Abstract Plexus injury results in lifelong suffering from flaccid paralysis, sensory loss, and intractable pain. For this clinical problem, regenerative medicine concepts set high expectations. However, it is completely unknown how dorsal root ganglia (DRG) are affected by accidental deafferentation. Here, we investigated human DRG in a clinically characterized cohort of patients with plexus injury. Avulsed DRG from 13 patients were collected during reconstructive nerve surgery. DRG were analyzed using large-scale microscopy, deep learning-based bioimage analysis, and RNA fragment sequencing of histopathological slices. In about half of the patients, we found a complete loss of DRG units consisting of neurons, satellite glial cells (SGC), and macrophages.
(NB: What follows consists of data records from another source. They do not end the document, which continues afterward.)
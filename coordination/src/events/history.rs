//! Bounded event history
//!
//! Keeps the most recent published events for introspection and debugging.
//! The history carries no delivery guarantee: an event is recorded when it
//! is accepted by the bus, whether or not anyone is subscribed to it.

use std::collections::{HashMap, VecDeque};

use serde::{Deserialize, Serialize};

use super::types::{Event, EventPriority};

/// Default number of events retained
pub const DEFAULT_HISTORY_CAPACITY: usize = 1000;

/// Append-only ring buffer of published events
#[derive(Debug)]
pub struct EventHistory {
    events: VecDeque<Event>,
    capacity: usize,
}

impl EventHistory {
    /// Create a history holding at most `capacity` events
    pub fn new(capacity: usize) -> Self {
        Self {
            events: VecDeque::with_capacity(capacity.min(DEFAULT_HISTORY_CAPACITY)),
            capacity,
        }
    }

    /// Record an event, evicting the oldest entry when full
    pub fn record(&mut self, event: Event) {
        if self.capacity == 0 {
            return;
        }
        while self.events.len() >= self.capacity {
            self.events.pop_front();
        }
        self.events.push_back(event);
    }

    /// Most recent events, oldest first
    ///
    /// Filters by `event_type` when given. A `limit` of zero returns every
    /// matching event.
    pub fn recent(&self, event_type: Option<&str>, limit: usize) -> Vec<Event> {
        let matching: Vec<&Event> = self
            .events
            .iter()
            .filter(|e| event_type.map_or(true, |t| e.event_type == t))
            .collect();

        let skip = if limit == 0 {
            0
        } else {
            matching.len().saturating_sub(limit)
        };

        matching.into_iter().skip(skip).cloned().collect()
    }

    /// Aggregate counts over the retained events
    pub fn stats(&self) -> EventStats {
        let mut stats = EventStats::default();
        for event in &self.events {
            stats.record_event(event);
        }
        stats
    }

    /// Number of retained events
    pub fn len(&self) -> usize {
        self.events.len()
    }

    /// Whether the history is empty
    pub fn is_empty(&self) -> bool {
        self.events.is_empty()
    }

    /// Maximum number of retained events
    pub fn capacity(&self) -> usize {
        self.capacity
    }

    /// Drop every retained event
    pub fn clear(&mut self) {
        self.events.clear();
    }
}

impl Default for EventHistory {
    fn default() -> Self {
        Self::new(DEFAULT_HISTORY_CAPACITY)
    }
}

/// Counts over the retained history
#[derive(Debug, Clone, Default, Serialize, Deserialize)]
pub struct EventStats {
    pub total_events: usize,
    pub by_type: HashMap<String, usize>,
    pub by_priority: HashMap<EventPriority, usize>,
    pub by_source: HashMap<String, usize>,
}

impl EventStats {
    fn record_event(&mut self, event: &Event) {
        self.total_events += 1;
        *self.by_type.entry(event.event_type.clone()).or_insert(0) += 1;
        *self.by_priority.entry(event.priority).or_insert(0) += 1;
        if let Some(source) = &event.source_module {
            *self.by_source.entry(source.clone()).or_insert(0) += 1;
        }
    }
}

#[cfg(test)]
mod tests {
    use super::*;

    fn numbered(event_type: &str, n: u64) -> Event {
        Event::empty(event_type).with_field("n", n)
    }

    #[test]
    fn test_capacity_evicts_oldest() {
        let mut history = EventHistory::new(3);
        for n in 0..5 {
            history.record(numbered("tick", n));
        }

        let events = history.recent(None, 0);
        assert_eq!(events.len(), 3);
        let ns: Vec<u64> = events.iter().map(|e| e.get("n").unwrap().as_u64().unwrap()).collect();
        assert_eq!(ns, vec![2, 3, 4]);
    }

    #[test]
    fn test_recent_filter_and_limit() {
        let mut history = EventHistory::new(10);
        history.record(numbered("a", 1));
        history.record(numbered("b", 2));
        history.record(numbered("a", 3));
        history.record(numbered("a", 4));

        let only_a = history.recent(Some("a"), 2);
        assert_eq!(only_a.len(), 2);
        assert_eq!(only_a[0].get("n").unwrap(), 3);
        assert_eq!(only_a[1].get("n").unwrap(), 4);

        assert_eq!(history.recent(Some("b"), 100).len(), 1);
        assert!(history.recent(Some("missing"), 100).is_empty());
        assert_eq!(history.recent(None, 0).len(), 4);
    }

    #[test]
    fn test_zero_capacity_records_nothing() {
        let mut history = EventHistory::new(0);
        history.record(numbered("a", 1));
        assert!(history.is_empty());
    }

    #[test]
    fn test_stats() {
        let mut history = EventHistory::new(10);
        history.record(Event::empty("a").with_source("speech"));
        history.record(Event::empty("a").with_priority(EventPriority::High));
        history.record(Event::empty("b").with_source("speech"));

        let stats = history.stats();
        assert_eq!(stats.total_events, 3);
        assert_eq!(stats.by_type["a"], 2);
        assert_eq!(stats.by_priority[&EventPriority::Normal], 2);
        assert_eq!(stats.by_priority[&EventPriority::High], 1);
        assert_eq!(stats.by_source["speech"], 2);

        history.clear();
        assert_eq!(history.stats().total_events, 0);
    }
}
The DRG cells were replaced by mesodermal/connective tissue. In the other half of the patients, the cellular units were well preserved and we found no gliosis and no significant neuronal loss. Furthermore, the expression of subtype-specific sensory neuron marker genes was preserved. However, downregulation of neuronal attributes associated with ion transport, synapses, and neuronal projection indicated a dormant neuronal phenotype. Injured DRG showed signs of ongoing inflammation and connective tissue remodeling. Patients with ‘neuronal preservation’ had less pain than patients with ‘neuronal loss’. Arm function improved after the nerve reconstruction, but the pain phenotype did not. With this study, we call for early intervention after injury to protect the DRG from complete cell loss. Pain patients may benefit from anti-inflammatory therapy. Future regenerative medicine concepts will need at least two translational directions: reafferentation of existing DRG units or replacement of the entire DRG.